++++ The data
#[cfg(test)]
mod tests {
    use std::collections::HashMap;
    use std::sync::atomic::{AtomicBool, AtomicUsize, Ordering};
    use std::sync::Arc;
    use std::time::Duration;

    use async_trait::async_trait;

    use super::*;
    use crate::places::{fixture, PlaceSearch};

    const CENTER: Coordinates = Coordinates {
        latitude: 35.7796,
        longitude: -78.6382,
    };

    #[derive(Default)]
    struct FakeSearch {
        responses: HashMap<String, Vec<ProviderPlace>>,
        delays_ms: HashMap<String, u64>,
        fail: AtomicBool,
        calls: AtomicUsize,
    }

    impl FakeSearch {
        fn respond(mut self, query: &str, places: Vec<ProviderPlace>) -> Self {
            self.responses.insert(query.to_string(), places);
            self
        }

        fn delay(mut self, query: &str, millis: u64) -> Self {
            self.delays_ms.insert(query.to_string(), millis);
            self
        }
    }

    #[async_trait]
    impl PlaceSearch for FakeSearch {
        async fn search_nearby(
            &self,
            _center: Coordinates,
            _radius_m: u32,
            _category_tags: &[&str],
        ) -> AppResult<Vec<ProviderPlace>> {
            Ok(Vec::new())
        }

        async fn search_by_text(&self, query: &str) -> AppResult<Vec<ProviderPlace>> {
            self.calls.fetch_add(1, Ordering::SeqCst);
            if let Some(millis) = self.delays_ms.get(query) {
                tokio::time::sleep(Duration::from_millis(*millis)).await;
            }
            if self.fail.load(Ordering::SeqCst) {
                return Err(AppError::ProviderError("OVER_QUERY_LIMIT".into()));
            }
            Ok(self.responses.get(query).cloned().unwrap_or_default())
        }
    }

    fn orchestrator(fake: Arc<FakeSearch>) -> DiscoveryOrchestrator {
        let places = PlacesService::from_search(fake, 1000);
        DiscoveryOrchestrator::new(places, vec!["Raleigh NC".into()], 3, &sample_shops())
    }

    fn names(records: &[PlaceRecord]) -> Vec<&str> {
        records.iter().map(|r| r.name.as_str()).collect()
    }

    #[test]
    fn builds_query_batteries_per_area() {
        let areas = vec!["Raleigh NC".to_string(), "Durham NC".to_string()];
        let new = new_places_queries(&areas);
        assert_eq!(new.len(), 16);
        assert_eq!(new[0], "coffee shops Raleigh NC");
        assert_eq!(new[1], "coffee shops Durham NC");
        assert!(new.contains(&"ice cream Durham NC".to_string()));

        let best = best_reviewed_queries(&areas);
        assert_eq!(best.len(), 16);
        assert_eq!(best[0], "best coffee shops Raleigh NC");
        assert_eq!(best[1], "top rated coffee shops Durham NC");
        assert_eq!(best[2], "popular cafe Raleigh NC");
    }

    #[tokio::test]
    async fn publishes_unknown_new_places_in_rank_order() {
        let fake = Arc::new(
            FakeSearch::default()
                .respond(
                    "coffee shops Raleigh NC",
                    vec![
                        fixture("a", "Sola Coffee", Some(3), Some(4.9)),
                        fixture("b", "Old Guard Roasters", Some(900), Some(4.7)),
                        fixture("c", "Fresh Grounds", Some(12), None),
                    ],
                )
                .respond(
                    "bakery Raleigh NC",
                    vec![
                        fixture("d", "Downtown CVS Pharmacy", Some(0), None),
                        fixture("e", "Crumb & Co", Some(0), None),
                        fixture("c", "Fresh Grounds (dup)", Some(12), None),
                    ],
                ),
        );
        let discovery = orchestrator(fake.clone());

        let outcome = discovery.discover_new(CENTER).await.unwrap();
        assert_eq!(fake.calls.load(Ordering::SeqCst), 8);
        assert_eq!(outcome.merged, 5);
        assert_eq!(
            names(&outcome.published),
            vec!["Crumb & Co", "Fresh Grounds", "Old Guard Roasters"]
        );
        assert_eq!(discovery.new_feed(), outcome.published);
        assert!(discovery.is_known("FRESH GROUNDS"));
        assert!(!discovery.is_loading());
        assert!(discovery.last_error().is_none());

        let again = discovery.discover_new(CENTER).await.unwrap();
        assert!(again.published.is_empty());
        assert!(discovery.new_feed().is_empty());
    }

    #[tokio::test]
    async fn dismissed_names_never_resurface() {
        let fake = Arc::new(FakeSearch::default().respond(
            "espresso Raleigh NC",
            vec![
                fixture("x", "LUNA ESPRESSO", Some(4), None),
                fixture("y", "Night Owl", Some(4), None),
            ],
        ));
        let discovery = orchestrator(fake);
        let dismissed = fixture("other-id", "Luna Espresso", None, None).to_record();
        discovery.dismiss(&dismissed);

        let outcome = discovery.discover_new(CENTER).await.unwrap();
        assert_eq!(names(&outcome.published), vec!["Night Owl"]);
    }

    #[tokio::test]
    async fn failure_keeps_previous_feed_and_records_error() {
        let fake = Arc::new(FakeSearch::default().respond(
            "cafe Raleigh NC",
            vec![fixture("n", "Neon Cafe", Some(2), None)],
        ));
        let discovery = orchestrator(fake.clone());
        discovery.discover_new(CENTER).await.unwrap();
        assert_eq!(discovery.new_feed().len(), 1);

        fake.fail.store(true, Ordering::SeqCst);
        let err = discovery.discover_new(CENTER).await.unwrap_err();
        assert!(matches!(err, AppError::ProviderError(_)));
        assert_eq!(names(&discovery.new_feed()), vec!["Neon Cafe"]);
        assert!(!discovery.is_loading());
        let message = discovery.last_error().unwrap();
        assert!(message.contains("OVER_QUERY_LIMIT"), "{message}");
    }

    #[tokio::test]
    async fn mark_visited_only_touches_new_feed() {
        let fake = Arc::new(
            FakeSearch::default()
                .respond("donuts Raleigh NC", vec![fixture("d1", "Dough Joy", Some(1), Some(4.8))])
                .respond(
                    "best coffee shops Raleigh NC",
                    vec![fixture("d1", "Dough Joy", Some(1), Some(4.8))],
                ),
        );
        let discovery = orchestrator(fake);
        discovery.discover_new(CENTER).await.unwrap();
        discovery.discover_best_reviewed(CENTER).await.unwrap();

        let visited = discovery.new_feed()[0].clone();
        assert!(discovery.mark_visited(visited.id));
        assert!(!discovery.mark_visited(visited.id));
        assert!(discovery.new_feed().is_empty());
        assert_eq!(discovery.best_reviewed_feed().len(), 1);
        assert!(discovery.is_known("dough joy"));
    }

    #[tokio::test]
    async fn best_reviewed_ignores_known_names() {
        let fake = Arc::new(FakeSearch::default().respond(
            "top rated cafe Raleigh NC",
            vec![
                fixture("s", "Sola Coffee", Some(640), Some(4.7)),
                fixture("q", "Quiet Corner", Some(15), Some(3.1)),
                fixture("h", "Airport Hotel Cafe", Some(2_000), Some(4.9)),
            ],
        ));
        let discovery = orchestrator(fake);
        let outcome = discovery.discover_best_reviewed(CENTER).await.unwrap();
        assert_eq!(names(&outcome.published), vec!["Sola Coffee"]);
        assert!(discovery.new_feed().is_empty());
    }

    #[tokio::test]
    async fn merge_order_follows_submission_not_completion() {
        let fake = Arc::new(
            FakeSearch::default()
                .respond("coffee shops Raleigh NC", vec![fixture("same", "First Wins", Some(5), None)])
                .delay("coffee shops Raleigh NC", 150)
                .respond("cafe Raleigh NC", vec![fixture("same", "Second Loses", Some(5), None)]),
        );
        let discovery = orchestrator(fake);
        let outcome = discovery.discover_new(CENTER).await.unwrap();
        assert_eq!(names(&outcome.published), vec!["First Wins"]);
    }

    #[tokio::test]
    async fn rejects_overlapping_discovery_of_same_mode() {
        let fake = Arc::new(FakeSearch::default().delay("coffee shops Raleigh NC", 200));
        let discovery = orchestrator(fake);

        let (first, second) = tokio::join!(discovery.discover_new(CENTER), async {
            tokio::time::sleep(Duration::from_millis(20)).await;
            discovery.discover_new(CENTER).await
        });
        assert!(first.is_ok());
        assert!(matches!(
            second,
            Err(AppError::DiscoveryInFlight(DiscoveryMode::NewPlaces))
        ));
        assert!(!discovery.is_loading());
        assert!(discovery.last_error().is_none());
    }

    #[tokio::test]
    async fn cancelled_discovery_clears_loading() {
        let fake = Arc::new(
            FakeSearch::default()
                .respond("cafe Raleigh NC", vec![fixture("n", "Neon Cafe", Some(2), None)])
                .delay("coffee shops Raleigh NC", 5_000)
                .delay("best coffee shops Raleigh NC", 5_000),
        );
        let discovery = orchestrator(fake);

        let new =
            tokio::time::timeout(Duration::from_millis(100), discovery.discover_new(CENTER)).await;
        assert!(new.is_err());
        assert!(!discovery.is_loading());

        let best = tokio::time::timeout(
            Duration::from_millis(100),
            discovery.discover_best_reviewed(CENTER),
        )
        .await;
        assert!(best.is_err());
        let snapshot = discovery.snapshot();
        assert!(!snapshot.is_loading);
        assert!(snapshot.last_error.is_none());
        assert!(snapshot.new_feed.is_empty());
        assert!(discovery.new_places_flight.try_lock().is_ok());
    }

    #[test]
    fn dismiss_by_unknown_id_is_a_no_op() {
        let discovery = orchestrator(Arc::new(FakeSearch::default()));
        assert!(discovery.dismiss_by_id(Uuid::new_v4()).is_none());
        assert!(!discovery.mark_visited(Uuid::new_v4()));
        assert_eq!(discovery.snapshot().known_shop_count, 13);
    }
}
++++++++
What this task involves:
Tally every line of the entries that contains the word "Night", and respond with that number only.

Answer to this task:
2